Estimated read time: 3 minutes

In 2016 I was on the Heathly Wealthy Smart podcast and made this statement:

“Storytelling is a conversation even when people are not talking back.”

You are sharing a story with an audience – like you are talking to them. Sometimes they talk back through comments, emails, etc. But most of the time they don’t. They just listen. But yet you should still treat that as a conversation. They are listening.

I’m sure some of our so-called marketing experts out there will disagree with that statement and that’s OK. But I have seen an over-focus on some of the smallest metrics out there and those include engagement metrics. Those include the number of likes and re-shares, for example.

So why do we think of engagement  and conversation metrics as so important to begin with? My guess would be that it comes back to that we are taught that conversation is important and it is.

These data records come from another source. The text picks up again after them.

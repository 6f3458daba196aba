//! Migration tool system test engine.
//!
//! Discovers test cases in a suite directory and runs each one through a
//! fixed lifecycle: start a source and target cluster plus the migration
//! tool, produce messages in the background while the tool is bounced,
//! stop everything, then validate and report.

pub mod cluster;
pub mod config;
pub mod coordinator;
pub mod environment;
pub mod errors;
pub mod fault;
pub mod metrics;
pub mod mock;
pub mod orchestrator;
pub mod properties;
pub mod registry;
pub mod report;
pub mod ssh;
pub mod state;
pub mod testcase;
pub mod types;
pub mod validation;

pub use cluster::{CLUSTER_CONFIG_FILE, ClusterConfig, ClusterEntityConfig};
pub use config::{HarnessSettings, Timings};
pub use coordinator::{ProducerCoordinator, ProducerHandle, ProducerSummary};
pub use environment::{CaseEnv, TestEnvironment, ValidationCheck};
pub use errors::{HarnessError, HarnessResult};
pub use fault::{BounceRecord, BounceReport, FaultInjector};
pub use mock::{MockCall, MockCallKind, MockEnvironment};
pub use orchestrator::{CaseContext, CasePhase, Orchestrator};
pub use registry::EntityRegistry;
pub use report::{CaseOutcome, CaseReport, RunReport, TeardownSummary};
pub use ssh::SshEnvironment;
pub use state::SharedTestState;
pub use testcase::{BounceConfig, TestCase, TestCaseArgs, TestCaseDefinition, TestSelection};
pub use types::{Entity, EntityId, ProcessHandle, Role};
//! Java-style `key=value` property files and per-test-case overrides.
//!
//! Base templates live in the suite's `config/` directory. Each entity of a
//! test case gets its own copy in `testcase_<n>/config/` with the overrides
//! from the test case properties applied on top.

use std::collections::BTreeMap;
use std::path::{Path, PathBuf};

use crate::cluster::ClusterConfig;
use crate::errors::{HarnessError, HarnessResult};
use crate::testcase::TestCaseDefinition;
use crate::types::Role;

/// Client port used when a coordination node does not override it.
pub const DEFAULT_CLIENT_PORT: &str = "2181";

/// Ordered property list; keeps the template's line order when rewritten.
#[derive(Debug, Clone, Default, PartialEq, Eq)]
pub struct Properties {
    entries: Vec<(String, String)>,
}

impl Properties {
    pub fn parse(content: &str, origin: &Path) -> HarnessResult<Self> {
        let mut entries = Vec::new();
        for (index, raw) in content.lines().enumerate() {
            let line = raw.trim();
            if line.is_empty() || line.starts_with('#') || line.starts_with('!') {
                continue;
            }
            let (key, value) = line
                .split_once('=')
                .or_else(|| line.split_once(':'))
                .ok_or_else(|| HarnessError::InvalidProperty {
                    path: origin.to_path_buf(),
                    line: index + 1,
                })?;
            entries.push((key.trim().to_string(), value.trim().to_string()));
        }
        Ok(Self { entries })
    }

    pub fn get(&self, key: &str) -> Option<&str> {
        self.entries
            .iter()
            .find(|(k, _)| k == key)
            .map(|(_, v)| v.as_str())
    }

    /// Replace an existing key in place, or append it.
    pub fn set(&mut self, key: impl Into<String>, value: impl Into<String>) {
        let key = key.into();
        let value = value.into();
        match self.entries.iter_mut().find(|(k, _)| *k == key) {
            Some(entry) => entry.1 = value,
            None => self.entries.push((key, value)),
        }
    }

    pub fn len(&self) -> usize {
        self.entries.len()
    }

    pub fn is_empty(&self) -> bool {
        self.entries.is_empty()
    }

    pub fn render(&self) -> String {
        let mut out = String::new();
        for (key, value) in &self.entries {
            out.push_str(key);
            out.push('=');
            out.push_str(value);
            out.push('\n');
        }
        out
    }
}

pub fn load_properties(path: &Path) -> HarnessResult<Properties> {
    let content = std::fs::read_to_string(path).map_err(|source| HarnessError::ReadFile {
        path: path.to_path_buf(),
        source,
    })?;
    Properties::parse(&content, path)
}

/// Template file in the suite's `config/` directory for a role.
pub fn template_for(role: Role) -> &'static str {
    match role {
        Role::Zookeeper => "zookeeper.properties",
        Role::Broker => "server.properties",
        Role::MigrationTool => "migration_tool.properties",
        Role::ProducerPerformance => "producer_performance.properties",
        Role::ConsoleConsumer => "console_consumer.properties",
    }
}

/// Name of the generated configuration file for an entity.
pub fn config_filename_for(definition: &TestCaseDefinition, role: Role, entity_id: &str) -> String {
    definition
        .entity(entity_id)
        .and_then(|e| e.config_filename.clone())
        .unwrap_or_else(|| format!("{role}_{entity_id}.properties"))
}

/// Coordination connect string per cluster name (`host:port,host:port`).
pub fn connect_strings(
    cluster: &ClusterConfig,
    definition: &TestCaseDefinition,
) -> BTreeMap<String, String> {
    let mut by_cluster: BTreeMap<String, Vec<String>> = BTreeMap::new();
    for zk in cluster.of_role(Role::Zookeeper) {
        let port = definition
            .entity(&zk.entity_id)
            .and_then(|e| e.overrides.get("clientPort").cloned())
            .unwrap_or_else(|| DEFAULT_CLIENT_PORT.to_string());
        by_cluster
            .entry(zk.cluster_name.clone())
            .or_default()
            .push(format!("{}:{}", zk.hostname, port));
    }
    by_cluster
        .into_iter()
        .map(|(name, nodes)| (name, nodes.join(",")))
        .collect()
}

/// Overrides the engine derives from the topology rather than the test case file.
fn derived_overrides(
    role: Role,
    cluster_name: &str,
    connect: &BTreeMap<String, String>,
) -> Vec<(&'static str, String)> {
    let own = connect.get(cluster_name).cloned();
    let source = connect.get("source").cloned().or_else(|| own.clone());
    match role {
        Role::Zookeeper => Vec::new(),
        Role::Broker => own.map(|c| vec![("zookeeper.connect", c)]).unwrap_or_default(),
        Role::MigrationTool | Role::ProducerPerformance | Role::ConsoleConsumer => {
            source.map(|c| vec![("zk.connect", c)]).unwrap_or_default()
        }
    }
}

/// Write one overridden property file per cluster entity into `case_config_dir`.
///
/// Returns the generated paths in cluster order.
pub fn apply_overrides(
    base_config_dir: &Path,
    case_config_dir: &Path,
    cluster: &ClusterConfig,
    definition: &TestCaseDefinition,
) -> HarnessResult<Vec<PathBuf>> {
    std::fs::create_dir_all(case_config_dir)?;
    let connect = connect_strings(cluster, definition);
    let mut generated = Vec::with_capacity(cluster.entities.len());

    for entity in &cluster.entities {
        let template = base_config_dir.join(template_for(entity.role));
        let mut props = if template.is_file() {
            load_properties(&template)?
        } else {
            tracing::debug!(
                component = "Properties",
                template = %template.display(),
                "No template for role, starting from empty properties"
            );
            Properties::default()
        };

        for (key, value) in derived_overrides(entity.role, &entity.cluster_name, &connect) {
            props.set(key, value);
        }
        if let Some(case_entity) = definition.entity(&entity.entity_id) {
            for (key, value) in &case_entity.overrides {
                props.set(key.clone(), value.clone());
            }
        }

        let file_name = config_filename_for(definition, entity.role, &entity.entity_id);
        let path = case_config_dir.join(file_name);
        std::fs::write(&path, props.render())?;
        generated.push(path);
    }

    Ok(generated)
}

#[cfg(test)]
mod tests {
    use super::*;
    use serde_json::json;

    #[test]
    fn test_parse_skips_comments_and_keeps_order() {
        let props = Properties::parse(
            "# comment\nclientPort=2181\n\ndataDir = /tmp/zk\nmaxClientCnxns: 0\n",
            Path::new("zookeeper.properties"),
        )
        .unwrap();
        assert_eq!(props.len(), 3);
        assert_eq!(props.get("dataDir"), Some("/tmp/zk"));
        assert_eq!(props.get("maxClientCnxns"), Some("0"));
        assert!(props.render().starts_with("clientPort=2181\n"));
    }

    #[test]
    fn test_parse_rejects_garbage_line() {
        let err = Properties::parse("ok=1\njust words\n", Path::new("x.properties")).unwrap_err();
        assert!(matches!(err, HarnessError::InvalidProperty { line: 2, .. }));
    }

    #[test]
    fn test_set_replaces_in_place() {
        let mut props = Properties::parse("a=1\nb=2\n", Path::new("p")).unwrap();
        props.set("a", "9");
        props.set("c", "3");
        assert_eq!(props.render(), "a=9\nb=2\nc=3\n");
    }

    fn fixture() -> (ClusterConfig, TestCaseDefinition) {
        let cluster: ClusterConfig = serde_json::from_value(json!({
            "cluster_config": [
                {"entity_id": "0", "hostname": "zk-a", "role": "zookeeper", "cluster_name": "source"},
                {"entity_id": "1", "hostname": "zk-b", "role": "zookeeper", "cluster_name": "target"},
                {"entity_id": "2", "hostname": "b-a", "role": "broker", "cluster_name": "target"},
                {"entity_id": "3", "hostname": "mm", "role": "migration_tool", "cluster_name": "target"}
            ]
        }))
        .unwrap();
        let definition: TestCaseDefinition = serde_json::from_value(json!({
            "entities": [
                {"entity_id": "0", "clientPort": "2188", "config_filename": "zookeeper_0.properties"},
                {"entity_id": "2", "log.dir": "/tmp/kafka_server_2_logs", "brokerid": "2"}
            ]
        }))
        .unwrap();
        (cluster, definition)
    }

    #[test]
    fn test_connect_strings_per_cluster() {
        let (cluster, definition) = fixture();
        let connect = connect_strings(&cluster, &definition);
        assert_eq!(connect.get("source").map(String::as_str), Some("zk-a:2188"));
        assert_eq!(connect.get("target").map(String::as_str), Some("zk-b:2181"));
    }

    #[test]
    fn test_apply_overrides_writes_entity_files() {
        let (cluster, definition) = fixture();
        let base = tempfile::tempdir().unwrap();
        let out = tempfile::tempdir().unwrap();
        std::fs::write(
            base.path().join("server.properties"),
            "brokerid=0\nlog.dir=/tmp/default\nzookeeper.connect=localhost:2181\n",
        )
        .unwrap();

        let generated = apply_overrides(base.path(), out.path(), &cluster, &definition).unwrap();
        assert_eq!(generated.len(), 4);
        assert!(out.path().join("zookeeper_0.properties").is_file());

        let broker = load_properties(&out.path().join("broker_2.properties")).unwrap();
        assert_eq!(broker.get("brokerid"), Some("2"));
        assert_eq!(broker.get("log.dir"), Some("/tmp/kafka_server_2_logs"));
        assert_eq!(broker.get("zookeeper.connect"), Some("zk-b:2181"));

        let tool = load_properties(&out.path().join("migration_tool_3.properties")).unwrap();
        assert_eq!(tool.get("zk.connect"), Some("zk-a:2188"));
    }
}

But a lot of times online conversation is not always a two-way street. <Cue the “don’t just broadcast” camp.> 

Study after study has shown that the majority of people do not leave comments, do not share and do nothing except read the content shared by us storytellers. The majority of people consume content and doesn’t produce any of it.  And that’s OK but we need to stop over-fixating on the engagement.

So let’s say I have 100,000 people reading my article but only 100  share it and only a couple leave a comment. Oh no, what a failure of a project. That was not enough engagement and there was no conversation going on. Give me a break, people. 100,000 people read the thing. 

And through digital metrics-like on-site time, pages per visit, conversion to the next step in the buyer’s journey, for example-we can even see how engaged the readers were with our content.

Those are all signs of whether or not our message resonated. I would even go as far as saying that digital metrics are a sign of the audience talking back to us. They are leaving us messages on whether  content was interesting, helpful or maybe even inspirational. Sometime they talk with their wallet. Ca-ching. 

So instead of focusing on why they were only a handful of so-called conversation metrics, focus on the overall picture of effectiveness. That could include the size of the relevant audience and also liking, commenting and sharing. And of course transactional conversions. Remember to look at the whole picture. 

So how do we change our thinking on the topic? Here is the three-point checklist, because I know many of you love checklists:

  • Determine what the actual goal of the campaign should be and why.

  • Don’t just follow the trends. If some of the loud experts are saying that you should focus on engagement metrics, don’t  do it just to do it but really and truly evaluate why that’s the right thing to focus on.
  • Is the success metrics agreed-upon actually something people do? For example, let’s say we have an email newsletter and our only success metrics is the click through rate, which is typically super low, we might be setting ourselves up for a less than successful outcome from the get-go.

It’s great to go for the conversation, but keep in mind that sometimes conversation looks different on different channels and also has different iterations of conversation – especially digitally. 

To wrap things up here let me give you one more example of social media conversation. Or maybe I should call it alleged conversation. There’s a group of social media purists who claim that they’re having conversations on social media, but what they’re really doing is they are always arguing with everybody and that’s all they ever do in their social media conversations. So I’m not sure that’s good measure of success either or a good conversation. Plus, it gets old quickly. Come over here to talk – I mean argue. Yikes.